Task directions: Give back every line of the data, transcribed exactly.

Start of Source data

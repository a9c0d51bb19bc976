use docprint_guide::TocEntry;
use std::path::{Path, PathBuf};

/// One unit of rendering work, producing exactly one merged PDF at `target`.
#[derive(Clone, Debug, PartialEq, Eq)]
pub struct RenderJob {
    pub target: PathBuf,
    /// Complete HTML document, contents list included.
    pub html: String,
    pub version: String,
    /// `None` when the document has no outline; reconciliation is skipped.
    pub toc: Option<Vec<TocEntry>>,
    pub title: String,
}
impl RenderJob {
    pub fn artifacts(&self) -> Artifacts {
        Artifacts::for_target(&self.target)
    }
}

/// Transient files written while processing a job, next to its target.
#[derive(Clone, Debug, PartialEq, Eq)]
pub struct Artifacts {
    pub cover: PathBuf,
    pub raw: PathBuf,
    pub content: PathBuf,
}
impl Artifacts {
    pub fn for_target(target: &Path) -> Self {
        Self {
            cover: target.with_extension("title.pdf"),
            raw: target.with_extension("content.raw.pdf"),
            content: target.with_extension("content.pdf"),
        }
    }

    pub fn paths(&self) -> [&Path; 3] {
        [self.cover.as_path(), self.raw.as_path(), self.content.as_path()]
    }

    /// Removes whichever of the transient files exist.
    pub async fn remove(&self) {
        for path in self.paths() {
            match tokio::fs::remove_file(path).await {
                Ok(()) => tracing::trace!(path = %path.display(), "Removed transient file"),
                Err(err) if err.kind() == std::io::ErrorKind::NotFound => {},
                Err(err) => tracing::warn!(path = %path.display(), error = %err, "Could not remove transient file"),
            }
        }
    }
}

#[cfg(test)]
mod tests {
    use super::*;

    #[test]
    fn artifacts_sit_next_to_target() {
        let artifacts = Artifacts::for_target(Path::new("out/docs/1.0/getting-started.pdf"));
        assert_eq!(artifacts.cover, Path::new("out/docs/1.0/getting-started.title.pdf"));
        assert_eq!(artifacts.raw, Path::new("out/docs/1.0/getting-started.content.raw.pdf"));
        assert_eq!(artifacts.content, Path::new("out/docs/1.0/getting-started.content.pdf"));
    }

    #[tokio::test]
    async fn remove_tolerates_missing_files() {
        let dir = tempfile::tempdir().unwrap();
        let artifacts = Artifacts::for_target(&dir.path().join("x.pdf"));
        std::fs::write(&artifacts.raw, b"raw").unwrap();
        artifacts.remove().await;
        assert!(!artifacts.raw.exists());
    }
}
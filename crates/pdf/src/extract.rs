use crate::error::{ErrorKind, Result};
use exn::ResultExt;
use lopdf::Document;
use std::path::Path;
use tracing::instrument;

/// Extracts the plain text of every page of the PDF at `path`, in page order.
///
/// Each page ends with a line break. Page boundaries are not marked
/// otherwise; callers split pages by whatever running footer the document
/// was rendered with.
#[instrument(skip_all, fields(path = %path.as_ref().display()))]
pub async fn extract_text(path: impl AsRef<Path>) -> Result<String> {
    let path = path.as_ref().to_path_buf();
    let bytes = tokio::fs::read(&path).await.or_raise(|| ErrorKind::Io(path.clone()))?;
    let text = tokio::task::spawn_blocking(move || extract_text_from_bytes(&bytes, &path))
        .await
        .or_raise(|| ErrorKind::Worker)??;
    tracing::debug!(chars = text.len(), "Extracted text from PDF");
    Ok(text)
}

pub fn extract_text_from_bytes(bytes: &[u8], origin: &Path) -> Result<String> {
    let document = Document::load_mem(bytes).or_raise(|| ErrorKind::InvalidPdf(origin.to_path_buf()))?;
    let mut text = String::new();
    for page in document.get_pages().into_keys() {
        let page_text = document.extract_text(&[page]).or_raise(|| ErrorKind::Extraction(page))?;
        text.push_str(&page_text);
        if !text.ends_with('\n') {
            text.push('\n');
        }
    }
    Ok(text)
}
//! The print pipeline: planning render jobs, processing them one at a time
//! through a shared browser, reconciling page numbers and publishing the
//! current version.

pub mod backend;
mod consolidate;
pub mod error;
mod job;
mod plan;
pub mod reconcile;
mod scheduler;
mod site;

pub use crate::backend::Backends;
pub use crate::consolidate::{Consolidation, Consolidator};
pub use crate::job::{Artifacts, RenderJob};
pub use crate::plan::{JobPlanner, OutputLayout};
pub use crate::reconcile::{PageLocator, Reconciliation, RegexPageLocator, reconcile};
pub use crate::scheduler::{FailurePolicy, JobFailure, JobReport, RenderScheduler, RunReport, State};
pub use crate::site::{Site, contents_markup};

End of Source data

Answer to this exercise:
repository a9c0d51bb19bc976
use docprint_guide::TocEntry;
use std::path::{Path, PathBuf};

/// One unit of rendering work, producing exactly one merged PDF at `target`.
#[derive(Clone, Debug, PartialEq, Eq)]
pub struct RenderJob {
    pub target: PathBuf,
    /// Complete HTML document, contents list included.
    pub html: String,
    pub version: String,
    /// `None` when the document has no outline; reconciliation is skipped.
    pub toc: Option<Vec<TocEntry>>,
    pub title: String,
}
impl RenderJob {
    pub fn artifacts(&self) -> Artifacts {
        Artifacts::for_target(&self.target)
    }
}

/// Transient files written while processing a job, next to its target.
#[derive(Clone, Debug, PartialEq, Eq)]
pub struct Artifacts {
    pub cover: PathBuf,
    pub raw: PathBuf,
    pub content: PathBuf,
}
impl Artifacts {
    pub fn for_target(target: &Path) -> Self {
        Self {
            cover: target.with_extension("title.pdf"),
            raw: target.with_extension("content.raw.pdf"),
            content: target.with_extension("content.pdf"),
        }
    }

    pub fn paths(&self) -> [&Path; 3] {
        [self.cover.as_path(), self.raw.as_path(), self.content.as_path()]
    }

    /// Removes whichever of the transient files exist.
    pub async fn remove(&self) {
        for path in self.paths() {
            match tokio::fs::remove_file(path).await {
                Ok(()) => tracing::trace!(path = %path.display(), "Removed transient file"),
                Err(err) if err.kind() == std::io::ErrorKind::NotFound => {},
                Err(err) => tracing::warn!(path = %path.display(), error = %err, "Could not remove transient file"),
            }
        }
    }
}

#[cfg(test)]
mod tests {
    use super::*;

    #[test]
    fn artifacts_sit_next_to_target() {
        let artifacts = Artifacts::for_target(Path::new("out/docs/1.0/getting-started.pdf"));
        assert_eq!(artifacts.cover, Path::new("out/docs/1.0/getting-started.title.pdf"));
        assert_eq!(artifacts.raw, Path::new("out/docs/1.0/getting-started.content.raw.pdf"));
        assert_eq!(artifacts.content, Path::new("out/docs/1.0/getting-started.content.pdf"));
    }

    #[tokio::test]
    async fn remove_tolerates_missing_files() {
        let dir = tempfile::tempdir().unwrap();
        let artifacts = Artifacts::for_target(&dir.path().join("x.pdf"));
        std::fs::write(&artifacts.raw, b"raw").unwrap();
        artifacts.remove().await;
        assert!(!artifacts.raw.exists());
    }
}
filename crates/pdf/src/extract.rs
use crate::error::{ErrorKind, Result};
use exn::ResultExt;
use lopdf::Document;
use std::path::Path;
use tracing::instrument;

/// Extracts the plain text of every page of the PDF at `path`, in page order.
///
/// Each page ends with a line break. Page boundaries are not marked
/// otherwise; callers split pages by whatever running footer the document
/// was rendered with.
#[instrument(skip_all, fields(path = %path.as_ref().display()))]
pub async fn extract_text(path: impl AsRef<Path>) -> Result<String> {
    let path = path.as_ref().to_path_buf();
    let bytes = tokio::fs::read(&path).await.or_raise(|| ErrorKind::Io(path.clone()))?;
    let text = tokio::task::spawn_blocking(move || extract_text_from_bytes(&bytes, &path))
        .await
        .or_raise(|| ErrorKind::Worker)??;
    tracing::debug!(chars = text.len(), "Extracted text from PDF");
    Ok(text)
}

pub fn extract_text_from_bytes(bytes: &[u8], origin: &Path) -> Result<String> {
    let document = Document::load_mem(bytes).or_raise(|| ErrorKind::InvalidPdf(origin.to_path_buf()))?;
    let mut text = String::new();
    for page in document.get_pages().into_keys() {
        let page_text = document.extract_text(&[page]).or_raise(|| ErrorKind::Extraction(page))?;
        text.push_str(&page_text);
        if !text.ends_with('\n') {
            text.push('\n');
        }
    }
    Ok(text)
}
//! The print pipeline: planning render jobs, processing them one at a time
//! through a shared browser, reconciling page numbers and publishing the
//! current version.

pub mod backend;
mod consolidate;
pub mod error;
mod job;
mod plan;
pub mod reconcile;
mod scheduler;
mod site;

pub use crate::backend::Backends;
pub use crate::consolidate::{Consolidation, Consolidator};
pub use crate::job::{Artifacts, RenderJob};
pub use crate::plan::{JobPlanner, OutputLayout};
pub use crate::reconcile::{PageLocator, Reconciliation, RegexPageLocator, reconcile};
pub use crate::scheduler::{FailurePolicy, JobFailure, JobReport, RenderScheduler, RunReport, State};
pub use crate::site::{Site, contents_markup};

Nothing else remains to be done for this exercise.